We stepped inside and took a few pictures.
Not satisfied with spending half our budget on tablecloths in Beaune, Tracy spied a store opening its doors for the day. Inside were colorful linens. I tried to tackle her, but, alas, my elusive wife escaped my grip and stepped inside. Fortunately, the tablecloth she really liked was the wrong size.
We continued our Roussillon stroll.
Inside a nearby store stood a display of Miraval wine, an estate wine from Brad Pitt and Angelina Jolie. Due to their split, the wine was half price. I told Tracy we should adopt a bottle. We moved on.
…meaning Tracy could use her iPhone photo skills while I searched for coffee.
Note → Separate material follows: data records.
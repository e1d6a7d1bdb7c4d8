//! # SQLite Record Store
//!
//! A persistent [`RecordStore`](crate::storage::RecordStore) backed by
//! SQLite. Records are stored as JSON text (see [`crate::codec`]) in the
//! schema defined by [`crate::schema`].
//!
//! ## The SQLite Challenge
//!
//! `rusqlite::Connection` uses `RefCell` internally, making it `!Sync`, and
//! every call into it blocks. The backend trait, however, is async and must
//! be `Send + Sync`. The solution is the same one the async API layer of any
//! SQLite-backed store reaches for: a dedicated OS thread owns the
//! connection, and async callers talk to it over channels.
//!
//! ```text
//! ┌──────────────────────────────────────────────────────────────┐
//! │                     Async Tasks (store façade)               │
//! │   load ─┐                                      ┌─ merge      │
//! │         ├── tokio::sync::mpsc ─────────────────┤             │
//! │   load ─┘      (oneshot responses)             └─ clear      │
//! └────────────────────────┬─────────────────────────────────────┘
//!                          ▼
//!              ┌───────────────────────┐
//!              │  Dedicated OS Thread  │
//!              │  ┌─────────────────┐  │
//!              │  │ Connection      │  │
//!              │  │ LRU row cache   │  │
//!              │  └─────────────────┘  │
//!              └───────────────────────┘
//! ```
//!
//! This split is also what keeps batched loads off the lock-holding task: a
//! transaction that awaits a batch is suspended while the actual work runs
//! here, so a writer queued on the store lock can never be deadlocked by a
//! reader's load completion.
//!
//! ## Row Cache
//!
//! An LRU cache of decoded rows sits on the actor thread. Merges refresh it
//! only after the SQLite transaction commits, so the cache may lag disk but
//! never leads it.

use std::collections::BTreeSet;
use std::num::NonZeroUsize;
use std::thread;

use async_trait::async_trait;
use lru::LruCache;
use rusqlite::{params, Connection, OptionalExtension};
use tokio::sync::{mpsc, oneshot};

use crate::codec::{decode_record, encode_record};
use crate::error::{Error, Result};
use crate::schema::Database;
use crate::storage::{merge_record_fields, RecordStore};
use crate::types::{now_millis, CacheKey, Record, RecordRow, RecordSet};

// =============================================================================
// Configuration
// =============================================================================

/// Size of the request channel to the connection thread.
const REQUEST_CHANNEL_SIZE: usize = 1024;

/// Capacity of the decoded-row LRU cache on the connection thread.
const ROW_CACHE_CAPACITY: usize = 1024;

// =============================================================================
// Request Types
// =============================================================================

/// A request sent to the connection-owning thread.
enum StoreRequest {
    Load {
        keys: Vec<CacheKey>,
        response: oneshot::Sender<Result<Vec<Option<RecordRow>>>>,
    },
    Merge {
        records: RecordSet,
        response: oneshot::Sender<Result<BTreeSet<String>>>,
    },
    Clear {
        response: oneshot::Sender<Result<()>>,
    },
}

// =============================================================================
// SqliteRecordStore
// =============================================================================

/// A persistent record store backed by a SQLite file (or an in-memory
/// SQLite database).
///
/// Merges run in one SQLite transaction, so a failed merge leaves the
/// database unchanged. The handle is cheap to use from any task; dropping
/// the last handle closes the request channel and the connection thread
/// exits after draining queued requests.
///
/// # Example
///
/// ```rust,ignore
/// let backend = SqliteRecordStore::open("cache.db")?;
/// let store = NormStore::new(Box::new(backend));
/// ```
pub struct SqliteRecordStore {
    request_tx: mpsc::Sender<StoreRequest>,
}

impl SqliteRecordStore {
    /// Opens or creates a record store at the given path.
    pub fn open(path: impl AsRef<std::path::Path>) -> Result<Self> {
        Self::spawn(Database::open(path)?)
    }

    /// Creates a record store on an in-memory SQLite database.
    pub fn open_in_memory() -> Result<Self> {
        Self::spawn(Database::open_in_memory()?)
    }

    /// Spawns the connection-owning thread and returns the handle.
    fn spawn(database: Database) -> Result<Self> {
        let (request_tx, request_rx) = mpsc::channel(REQUEST_CHANNEL_SIZE);

        thread::Builder::new()
            .name("normstore-sqlite".to_string())
            .spawn(move || {
                let rt = tokio::runtime::Builder::new_current_thread()
                    .enable_all()
                    .build()
                    .expect("failed to create backend runtime");
                rt.block_on(run_store(database.into_connection(), request_rx));
            })
            .map_err(|e| Error::Backend(format!("failed to spawn backend thread: {}", e)))?;

        Ok(Self { request_tx })
    }

    /// Sends a request and awaits its oneshot response.
    async fn request<T>(
        &self,
        request: StoreRequest,
        response_rx: oneshot::Receiver<Result<T>>,
    ) -> Result<T> {
        self.request_tx
            .send(request)
            .await
            .map_err(|_| Error::Backend("record store thread has shut down".to_string()))?;
        response_rx
            .await
            .map_err(|_| Error::Backend("record store thread dropped the response".to_string()))?
    }
}

#[async_trait]
impl RecordStore for SqliteRecordStore {
    async fn load(&self, keys: &[CacheKey]) -> Result<Vec<Option<RecordRow>>> {
        let (response_tx, response_rx) = oneshot::channel();
        self.request(
            StoreRequest::Load {
                keys: keys.to_vec(),
                response: response_tx,
            },
            response_rx,
        )
        .await
    }

    async fn merge(&mut self, records: RecordSet) -> Result<BTreeSet<String>> {
        let (response_tx, response_rx) = oneshot::channel();
        self.request(
            StoreRequest::Merge {
                records,
                response: response_tx,
            },
            response_rx,
        )
        .await
    }

    async fn clear(&mut self) -> Result<()> {
        let (response_tx, response_rx) = oneshot::channel();
        self.request(StoreRequest::Clear { response: response_tx }, response_rx)
            .await
    }
}

// =============================================================================
// Connection Thread
// =============================================================================

/// The loop running on the connection-owning thread.
///
/// Exits when every handle to the request channel has been dropped.
async fn run_store(mut conn: Connection, mut request_rx: mpsc::Receiver<StoreRequest>) {
    let mut cache: LruCache<CacheKey, RecordRow> =
        LruCache::new(NonZeroUsize::new(ROW_CACHE_CAPACITY).expect("capacity is nonzero"));

    while let Some(request) = request_rx.recv().await {
        match request {
            StoreRequest::Load { keys, response } => {
                let _ = response.send(load_rows(&conn, &mut cache, &keys));
            }
            StoreRequest::Merge { records, response } => {
                let _ = response.send(merge_records(&mut conn, &mut cache, records));
            }
            StoreRequest::Clear { response } => {
                cache.clear();
                let _ = response.send(
                    conn.execute("DELETE FROM records", [])
                        .map(|_| ())
                        .map_err(Error::from),
                );
            }
        }
    }

    tracing::debug!("sqlite record store thread exiting");
}

/// Loads rows positionally, consulting the LRU cache first.
fn load_rows(
    conn: &Connection,
    cache: &mut LruCache<CacheKey, RecordRow>,
    keys: &[CacheKey],
) -> Result<Vec<Option<RecordRow>>> {
    let mut rows = Vec::with_capacity(keys.len());

    for key in keys {
        if let Some(row) = cache.get(key) {
            rows.push(Some(row.clone()));
            continue;
        }

        let stored: Option<(String, i64)> = conn
            .query_row(
                "SELECT record, last_received_at FROM records WHERE cache_key = ?",
                [key.as_str()],
                |row| Ok((row.get(0)?, row.get(1)?)),
            )
            .optional()?;

        match stored {
            Some((text, last_received_at)) => {
                let row = RecordRow {
                    record: decode_record(&text)?,
                    last_received_at: last_received_at as u64,
                };
                cache.put(key.clone(), row.clone());
                rows.push(Some(row));
            }
            None => rows.push(None),
        }
    }

    Ok(rows)
}

/// Merges a record set inside one SQLite transaction.
///
/// The cache is refreshed only after commit, so it never leads disk.
fn merge_records(
    conn: &mut Connection,
    cache: &mut LruCache<CacheKey, RecordRow>,
    records: RecordSet,
) -> Result<BTreeSet<String>> {
    let now = now_millis();
    let mut changed = BTreeSet::new();
    let mut merged_rows = Vec::new();

    let tx = conn.transaction()?;
    for (key, incoming) in records.into_records() {
        let stored: Option<String> = tx
            .query_row(
                "SELECT record FROM records WHERE cache_key = ?",
                [key.as_str()],
                |row| row.get(0),
            )
            .optional()?;

        let mut record = match stored {
            Some(text) => decode_record(&text)?,
            None => Record::new(),
        };
        merge_record_fields(&key, &mut record, incoming, &mut changed);

        let encoded = encode_record(&record)?;
        tx.execute(
            "INSERT INTO records (cache_key, record, last_received_at)
             VALUES (?1, ?2, ?3)
             ON CONFLICT(cache_key) DO UPDATE SET record = ?2, last_received_at = ?3",
            params![key.as_str(), encoded, now as i64],
        )?;
        merged_rows.push((
            key,
            RecordRow {
                record,
                last_received_at: now,
            },
        ));
    }
    tx.commit()?;

    for (key, row) in merged_rows {
        cache.put(key, row);
    }

    tracing::debug!(changed = changed.len(), "merged record set into sqlite");
    Ok(changed)
}

// =============================================================================
// Tests
// =============================================================================

#[cfg(test)]
mod tests {
    use super::*;
    use crate::types::{RecordValue, Reference};

    fn droid_set() -> RecordSet {
        RecordSet::new()
            .with(
                "QUERY_ROOT",
                Record::new().with("hero", RecordValue::Reference(Reference::new("2001"))),
            )
            .with(
                "2001",
                Record::new()
                    .with("id", RecordValue::String("2001".into()))
                    .with("name", RecordValue::String("R2-D2".into())),
            )
    }

    #[tokio::test]
    async fn test_merge_and_load_round_trip() {
        let mut store = SqliteRecordStore::open_in_memory().unwrap();
        let changed = store.merge(droid_set()).await.unwrap();
        assert_eq!(changed.len(), 3);

        let rows = store
            .load(&[CacheKey::query_root(), CacheKey::new("2001")])
            .await
            .unwrap();
        let hero = rows[0].as_ref().unwrap().record.get("hero").unwrap();
        assert_eq!(hero, &RecordValue::Reference(Reference::new("2001")));
        let name = rows[1].as_ref().unwrap().record.get("name").unwrap();
        assert_eq!(name, &RecordValue::String("R2-D2".into()));
    }

    #[tokio::test]
    async fn test_second_identical_merge_changes_nothing() {
        let mut store = SqliteRecordStore::open_in_memory().unwrap();
        store.merge(droid_set()).await.unwrap();
        let changed = store.merge(droid_set()).await.unwrap();
        assert!(changed.is_empty());
    }

    #[tokio::test]
    async fn test_clear_empties_the_store() {
        let mut store = SqliteRecordStore::open_in_memory().unwrap();
        store.merge(droid_set()).await.unwrap();
        store.clear().await.unwrap();

        let rows = store.load(&[CacheKey::new("2001")]).await.unwrap();
        assert!(rows[0].is_none());
    }
}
She had more success.
The resting places of these graves had a nice view back toward Roussillon, although its inhabitants don’t get to enjoy it.
…a hiking trail that meanders through a former ochre quarry with some fairly fantastic views.
This trail is also called Chaussée des Géants (Giants’ Causeway).
There are markers for the hikes (a short one takes about 35 minutes, while the longer one is still under an hour).
Soon, we came upon a staircase to walk down, and my beloved wife decided to wait at the top and take a photo of me descending. There’s always a method to her madness, and when I heard her laughing, I knew that did not bode well for moi. Sure enough, the photo of me walking down looked like Frankenstein (I was a little stiff). I hope I didn’t scare the children.
The pretty trail was lined with various types of trees.
We hiked down for about another 10 – 15 minutes, but I realized this might not be the best day for a hike (my knees were not doing too well). I was now officially old. It really is an easy hike for most people under 100, so you should take it. At least I witnessed some beautiful scenery, but sadly did not see any badgers that we were told we might see along the route (guess I’ll need to go to Wisconsin for that).
I had brought hiking shoes because all reports said you would get the red dust all over your clothes and shoes, and I didn’t want to spread red dust over the rest of France. I don’t know if we didn’t walk long enough, but there was no red dust anywhere on our person. If you pick up a handful of the ochre, it is more sand-like. Or you can just take our word for it.
There was another reason I wanted to cut the hike a little shorter (this is my story and I’m sticking to it)…our plan was to drive to a nearby town for lunch, and the last thing I wanted to do was miss another lunch window.
So over the mountains and through the woods we drove on beautiful, twisting and narrow roads on our away to our appointed lunch destination, Ansouis, one of the Les Plus Beaux Villages de France (which loosely translates to “felony cute town”).
The Ansouis Castle was the home of a couple of key French religious figures, Elzear de Sabran and his wife Dephine. Married as teenagers, it seems their daily life “consisted of flagellation with chains and being tied up to chairs with especially uncomfortable ropes.” They also washed the feet of 12 lepers every morning. Suddenly taking out the garbage did not seem like such a bad marital chore. Unfortunately, the privately-owned castle did not open until later in the afternoon, so Tracy and I would have to wait to get back to the U.S. to tie each other up.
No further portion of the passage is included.